Exercise requirements → Show all the lines in the data below that include the word "trait".

Task material →
###
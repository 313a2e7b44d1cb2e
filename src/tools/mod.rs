//! Tool library - semicolon-delimited CSV tool definitions.
//!
//! The library is an owned repository passed to whoever needs it; there
//! is no ambient global. Reloading replaces the in-memory set from the
//! file, and edits can be written back with the same layout.

use std::collections::HashMap;
use std::fs::File;
use std::io::{Read, Write};
use std::path::Path;

use serde::{Deserialize, Serialize};
use thiserror::Error;

#[derive(Error, Debug)]
pub enum ToolLibraryError {
    #[error("tool file not found: {0}")]
    NotFound(String),

    #[error(transparent)]
    Io(#[from] std::io::Error),

    #[error("tool file format error: {0}")]
    Csv(#[from] csv::Error),
}

/// One cutting tool with its nominal cutting parameters.
///
/// CSV layout: `Name;Diam;Z;Vc;Fz;Type`.
#[derive(Debug, Clone, PartialEq, Serialize, Deserialize)]
pub struct Tool {
    #[serde(rename = "Name")]
    pub name: String,

    /// Tool diameter (mm).
    #[serde(rename = "Diam")]
    pub diameter: f64,

    /// Tooth count.
    #[serde(rename = "Z")]
    pub teeth: u32,

    /// Cutting speed Vc (m/min).
    #[serde(rename = "Vc")]
    pub vc: f64,

    /// Feed per tooth Fz (mm/tooth).
    #[serde(rename = "Fz")]
    pub fz: f64,

    /// Free-form type label ("end_mill", "drill", ...).
    #[serde(rename = "Type", default)]
    pub tool_type: String,
}

impl Tool {
    /// Cutting parameters for the chip-flow model, with the engagement
    /// the caller picked.
    pub fn cutting_parameters(&self, ap: f64, ae: f64) -> crate::estimate::CuttingParameters {
        crate::estimate::CuttingParameters {
            diameter: self.diameter,
            teeth: self.teeth,
            vc: self.vc,
            fz: self.fz,
            ap,
            ae,
        }
    }
}

/// Tool repository keyed by tool name.
#[derive(Debug, Clone, Default)]
pub struct ToolLibrary {
    tools: HashMap<String, Tool>,
    /// Rows that failed to parse on the last load (kept as a count so the
    /// UI can warn without the load failing outright).
    skipped_rows: usize,
}

impl ToolLibrary {
    pub fn new() -> Self {
        Self::default()
    }

    /// Load a library from a `tools.csv`-style file.
    pub fn from_csv_path<P: AsRef<Path>>(path: P) -> Result<Self, ToolLibraryError> {
        let path = path.as_ref();
        if !path.is_file() {
            return Err(ToolLibraryError::NotFound(path.display().to_string()));
        }
        Self::from_csv_reader(File::open(path)?)
    }

    /// Load a library from any reader carrying the CSV layout. Rows that
    /// fail to parse are skipped and counted, matching how a hand-edited
    /// tool table should degrade.
    pub fn from_csv_reader<R: Read>(reader: R) -> Result<Self, ToolLibraryError> {
        let mut csv_reader = csv::ReaderBuilder::new()
            .delimiter(b';')
            .trim(csv::Trim::All)
            .from_reader(reader);

        let mut tools = HashMap::new();
        let mut skipped_rows = 0;

        for row in csv_reader.deserialize::<Tool>() {
            match row {
                Ok(tool) => {
                    tools.insert(tool.name.clone(), tool);
                }
                Err(_) => skipped_rows += 1,
            }
        }

        Ok(Self {
            tools,
            skipped_rows,
        })
    }

    /// Replace the in-memory set from the file.
    pub fn reload<P: AsRef<Path>>(&mut self, path: P) -> Result<(), ToolLibraryError> {
        *self = Self::from_csv_path(path)?;
        Ok(())
    }

    /// Write the library back out, sorted by name.
    pub fn save_csv_path<P: AsRef<Path>>(&self, path: P) -> Result<(), ToolLibraryError> {
        self.save_csv_writer(File::create(path)?)
    }

    pub fn save_csv_writer<W: Write>(&self, writer: W) -> Result<(), ToolLibraryError> {
        let mut csv_writer = csv::WriterBuilder::new().delimiter(b';').from_writer(writer);
        for name in self.names() {
            csv_writer.serialize(&self.tools[&name])?;
        }
        csv_writer.flush()?;
        Ok(())
    }

    pub fn get(&self, name: &str) -> Option<&Tool> {
        self.tools.get(name)
    }

    /// Tool names, sorted.
    pub fn names(&self) -> Vec<String> {
        let mut names: Vec<_> = self.tools.keys().cloned().collect();
        names.sort();
        names
    }

    /// Insert or replace a tool. Returns the previous definition under
    /// the same name, if any.
    pub fn insert(&mut self, tool: Tool) -> Option<Tool> {
        self.tools.insert(tool.name.clone(), tool)
    }

    pub fn remove(&mut self, name: &str) -> Option<Tool> {
        self.tools.remove(name)
    }

    pub fn len(&self) -> usize {
        self.tools.len()
    }

    pub fn is_empty(&self) -> bool {
        self.tools.is_empty()
    }

    /// Rows skipped on the last load.
    pub fn skipped_rows(&self) -> usize {
        self.skipped_rows
    }
}
//! Material masses and machining cost.
//!
//! Converts part/stock volumes into masses from a small density table and
//! prices total machining time at an hourly rate.

use serde::{Deserialize, Serialize};

/// Common workshop materials with densities in kg/dm³.
#[derive(Debug, Clone, Copy, PartialEq, Eq, Serialize, Deserialize)]
#[serde(rename_all = "snake_case")]
pub enum Material {
    Steel,
    Aluminium,
    Stainless,
    CastIron,
    Brass,
}

impl Material {
    pub const ALL: [Material; 5] = [
        Material::Steel,
        Material::Aluminium,
        Material::Stainless,
        Material::CastIron,
        Material::Brass,
    ];

    pub fn density_kg_dm3(&self) -> f64 {
        match self {
            Material::Steel => 7.85,
            Material::Aluminium => 2.70,
            Material::Stainless => 8.00,
            Material::CastIron => 7.00,
            Material::Brass => 8.40,
        }
    }
}

impl std::fmt::Display for Material {
    fn fmt(&self, f: &mut std::fmt::Formatter<'_>) -> std::fmt::Result {
        match self {
            Material::Steel => write!(f, "steel"),
            Material::Aluminium => write!(f, "aluminium"),
            Material::Stainless => write!(f, "stainless"),
            Material::CastIron => write!(f, "cast_iron"),
            Material::Brass => write!(f, "brass"),
        }
    }
}

/// Mass in kg from a volume in mm³ and a density in kg/dm³.
/// 1 dm³ = 1e6 mm³.
pub fn mass_kg(volume_mm3: f64, density_kg_dm3: f64) -> f64 {
    volume_mm3 * 1e-6 * density_kg_dm3
}

/// Part/stock/removal masses for one material.
#[derive(Debug, Clone, Copy, PartialEq, Serialize, Deserialize)]
pub struct MassBreakdown {
    pub part_kg: f64,
    /// Only present when a stock volume was supplied.
    pub stock_kg: Option<f64>,
    /// Stock minus part; only present with a stock volume.
    pub removal_kg: Option<f64>,
}

pub fn mass_breakdown(
    part_volume_mm3: f64,
    stock_volume_mm3: Option<f64>,
    material: Material,
) -> MassBreakdown {
    let density = material.density_kg_dm3();
    let part_kg = mass_kg(part_volume_mm3, density);
    let stock_kg = stock_volume_mm3.map(|v| mass_kg(v, density));
    MassBreakdown {
        part_kg,
        stock_kg,
        removal_kg: stock_kg.map(|s| s - part_kg),
    }
}

/// Machining cost at an hourly shop rate.
pub fn machining_cost(total_hours: f64, hourly_rate: f64) -> f64 {
    hourly_rate * total_hours
}
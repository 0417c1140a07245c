//! TemperatureSensor trait and TemperatureSample
//!
//! The thermometer driver is an opaque capability: each read returns a finite
//! reading in degrees Celsius or fails. No retries happen below the caller.

use serde::{Deserialize, Serialize};

use crate::{ContractError, TemperatureChannel};

/// Infrared thermometer
pub trait TemperatureSensor: Send {
    /// Sensor ID (used for logging/metrics)
    fn id(&self) -> &str;

    /// Die/ambient temperature (°C)
    fn read_ambient(&mut self) -> Result<f64, ContractError>;

    /// Target/object temperature (°C)
    fn read_object(&mut self) -> Result<f64, ContractError>;
}

impl<T: TemperatureSensor + ?Sized> TemperatureSensor for Box<T> {
    fn id(&self) -> &str {
        (**self).id()
    }

    fn read_ambient(&mut self) -> Result<f64, ContractError> {
        (**self).read_ambient()
    }

    fn read_object(&mut self) -> Result<f64, ContractError> {
        (**self).read_object()
    }
}

/// Reject NaN and infinities so they never pass as a valid reading
pub fn checked_reading(
    sensor_id: &str,
    channel: TemperatureChannel,
    value: f64,
) -> Result<f64, ContractError> {
    if value.is_finite() {
        Ok(value)
    } else {
        Err(ContractError::sensor_read(
            sensor_id,
            channel,
            format!("non-finite reading {value}"),
        ))
    }
}

/// One pair of temperature reads
///
/// Each field is `None` when its read failed.
#[derive(Debug, Clone, Copy, PartialEq, Default, Serialize, Deserialize)]
pub struct TemperatureSample {
    pub ambient_c: Option<f64>,
    pub object_c: Option<f64>,
}

impl TemperatureSample {
    /// Read both channels independently
    ///
    /// A failure on one channel does not prevent reading the other.
    pub fn read_from<S: TemperatureSensor + ?Sized>(sensor: &mut S) -> Self {
        Self {
            ambient_c: finite(sensor.read_ambient()),
            object_c: finite(sensor.read_object()),
        }
    }

    /// Channels that produced no reading
    pub fn failed_channels(&self) -> impl Iterator<Item = TemperatureChannel> {
        let ambient = self.ambient_c.is_none().then_some(TemperatureChannel::Ambient);
        let object = self.object_c.is_none().then_some(TemperatureChannel::Object);
        ambient.into_iter().chain(object)
    }
}

fn finite(reading: Result<f64, ContractError>) -> Option<f64> {
    reading.ok().filter(|v| v.is_finite())
}

#[cfg(test)]
mod tests {
    use super::*;

    struct Flaky {
        ambient: Result<f64, ()>,
        object: Result<f64, ()>,
    }

    impl TemperatureSensor for Flaky {
        fn id(&self) -> &str {
            "flaky"
        }

        fn read_ambient(&mut self) -> Result<f64, ContractError> {
            self.ambient.map_err(|_| {
                ContractError::sensor_read("flaky", TemperatureChannel::Ambient, "bus error")
            })
        }

        fn read_object(&mut self) -> Result<f64, ContractError> {
            self.object.map_err(|_| {
                ContractError::sensor_read("flaky", TemperatureChannel::Object, "bus error")
            })
        }
    }

    #[test]
    fn test_one_channel_failure_keeps_other() {
        let mut sensor = Flaky {
            ambient: Err(()),
            object: Ok(31.5),
        };
        let sample = TemperatureSample::read_from(&mut sensor);
        assert_eq!(sample.ambient_c, None);
        assert_eq!(sample.object_c, Some(31.5));
        let failed: Vec<_> = sample.failed_channels().collect();
        assert_eq!(failed, vec![TemperatureChannel::Ambient]);
    }

    #[test]
    fn test_nan_is_not_a_reading() {
        let mut sensor = Flaky {
            ambient: Ok(f64::NAN),
            object: Ok(f64::INFINITY),
        };
        let sample = TemperatureSample::read_from(&mut sensor);
        assert_eq!(sample, TemperatureSample::default());
    }

    #[test]
    fn test_checked_reading() {
        assert_eq!(
            checked_reading("ir0", TemperatureChannel::Ambient, 21.0).unwrap(),
            21.0
        );
        assert!(checked_reading("ir0", TemperatureChannel::Ambient, f64::NAN).is_err());
    }
}
//! Simulated thermometer
//!
//! Generates readings around a configurable ambient temperature, with the
//! object channel swinging slowly above it as if the vehicle crossed warmer
//! patches of ground.

use contracts::{checked_reading, ContractError, TemperatureChannel, TemperatureSensor};
use rand::rngs::StdRng;
use rand::{Rng, SeedableRng};
use tracing::trace;

/// Simulated thermometer configuration
#[derive(Debug, Clone)]
pub struct SimulatedThermometerConfig {
    /// Mean ambient temperature (°C)
    pub ambient_c: f64,
    /// Peak object temperature above ambient (°C)
    pub object_swing_c: f64,
    /// Uniform noise amplitude (°C)
    pub noise_c: f64,
    /// Probability that a single read fails, in [0, 1]
    pub failure_rate: f64,
    /// Fixed RNG seed for reproducible runs
    pub seed: Option<u64>,
}

impl Default for SimulatedThermometerConfig {
    fn default() -> Self {
        Self {
            ambient_c: 22.0,
            object_swing_c: 8.0,
            noise_c: 0.05,
            failure_rate: 0.0,
            seed: None,
        }
    }
}

/// Thermometer producing synthetic readings
pub struct SimulatedThermometer {
    id: String,
    config: SimulatedThermometerConfig,
    rng: StdRng,
    reads: u64,
}

impl SimulatedThermometer {
    pub fn new(id: impl Into<String>, config: SimulatedThermometerConfig) -> Self {
        let rng = match config.seed {
            Some(seed) => StdRng::seed_from_u64(seed),
            None => StdRng::from_os_rng(),
        };
        Self {
            id: id.into(),
            config,
            rng,
            reads: 0,
        }
    }

    pub fn with_defaults(id: impl Into<String>) -> Self {
        Self::new(id, SimulatedThermometerConfig::default())
    }

    fn sample(&mut self, channel: TemperatureChannel) -> Result<f64, ContractError> {
        self.reads += 1;

        let failure_rate = self.config.failure_rate.clamp(0.0, 1.0);
        if self.rng.random_bool(failure_rate) {
            return Err(ContractError::sensor_read(&self.id, channel, "simulated bus error"));
        }

        let noise = if self.config.noise_c > 0.0 {
            self.rng.random_range(-self.config.noise_c..=self.config.noise_c)
        } else {
            0.0
        };
        let value = match channel {
            TemperatureChannel::Ambient => self.config.ambient_c + noise,
            TemperatureChannel::Object => {
                let phase = self.reads as f64 / 50.0;
                self.config.ambient_c + self.config.object_swing_c * phase.sin().abs() + noise
            }
        };

        trace!(sensor_id = %self.id, %channel, value, "simulated read");
        checked_reading(&self.id, channel, value)
    }
}

impl TemperatureSensor for SimulatedThermometer {
    fn id(&self) -> &str {
        &self.id
    }

    fn read_ambient(&mut self) -> Result<f64, ContractError> {
        self.sample(TemperatureChannel::Ambient)
    }

    fn read_object(&mut self) -> Result<f64, ContractError> {
        self.sample(TemperatureChannel::Object)
    }
}
//! # Observability
//!
//! Tracing subscriber setup and the Prometheus exporter for the logger.
//!
//! ```ignore
//! use observability::{init_with_config, metrics, ObservabilityConfig};
//!
//! init_with_config(ObservabilityConfig::default())?;
//! metrics::record_record_written(record.timestamp);
//! ```

pub mod metrics;

use anyhow::{Context, Result};
use metrics_exporter_prometheus::PrometheusBuilder;
use tracing_subscriber::{fmt, layer::SubscriberExt, util::SubscriberInitExt, EnvFilter};

pub use crate::metrics::{RunningStats, StatsSummary};

/// Observability settings
#[derive(Debug, Clone)]
pub struct ObservabilityConfig {
    pub log_format: LogFormat,
    /// Prometheus port (None = disabled)
    pub metrics_port: Option<u16>,
    /// Filter used when `RUST_LOG` is unset
    pub default_log_level: String,
}

impl Default for ObservabilityConfig {
    fn default() -> Self {
        Self {
            log_format: LogFormat::Compact,
            metrics_port: None,
            default_log_level: "info".to_string(),
        }
    }
}

/// Log output format
#[derive(Debug, Clone, Copy, Default, PartialEq, Eq)]
pub enum LogFormat {
    /// Structured JSON lines
    Json,
    /// Multi-line human readable
    Pretty,
    /// Single line
    #[default]
    Compact,
}

/// Install the global subscriber and, if configured, the metrics endpoint
///
/// `RUST_LOG` takes precedence over `default_log_level`.
pub fn init_with_config(config: ObservabilityConfig) -> Result<()> {
    let filter = EnvFilter::try_from_default_env()
        .unwrap_or_else(|_| EnvFilter::new(&config.default_log_level));
    let registry = tracing_subscriber::registry().with(filter);

    let installed = match config.log_format {
        LogFormat::Json => registry
            .with(
                fmt::layer()
                    .json()
                    .with_target(true)
                    .with_thread_names(true)
                    .with_file(true)
                    .with_line_number(true),
            )
            .try_init(),
        LogFormat::Pretty => registry.with(fmt::layer().pretty()).try_init(),
        LogFormat::Compact => registry.with(fmt::layer().compact()).try_init(),
    };
    installed.context("Failed to initialize tracing subscriber")?;

    if let Some(port) = config.metrics_port {
        init_metrics(port)?;
    }

    tracing::debug!(
        log_format = ?config.log_format,
        metrics_port = ?config.metrics_port,
        "Observability initialized"
    );

    Ok(())
}

/// Install only the Prometheus recorder, listening on `0.0.0.0:port`
pub fn init_metrics(port: u16) -> Result<()> {
    PrometheusBuilder::new()
        .with_http_listener(([0, 0, 0, 0], port))
        .install()
        .context("Failed to install Prometheus recorder")?;

    tracing::info!(port, "Prometheus metrics endpoint initialized");
    Ok(())
}

/// Map `-v`/`-q` counts to a default filter
///
/// Zero verbosity keeps `info`; each `-v` steps to `debug` then `trace`,
/// `-q` drops to `warn`.
pub fn level_for_verbosity(verbose: u8, quiet: bool) -> &'static str {
    if quiet {
        return "warn";
    }
    match verbose {
        0 => "info",
        1 => "debug",
        _ => "trace",
    }
}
###
Written solution →
//! TemperatureSensor trait and TemperatureSample
pub trait TemperatureSensor: Send {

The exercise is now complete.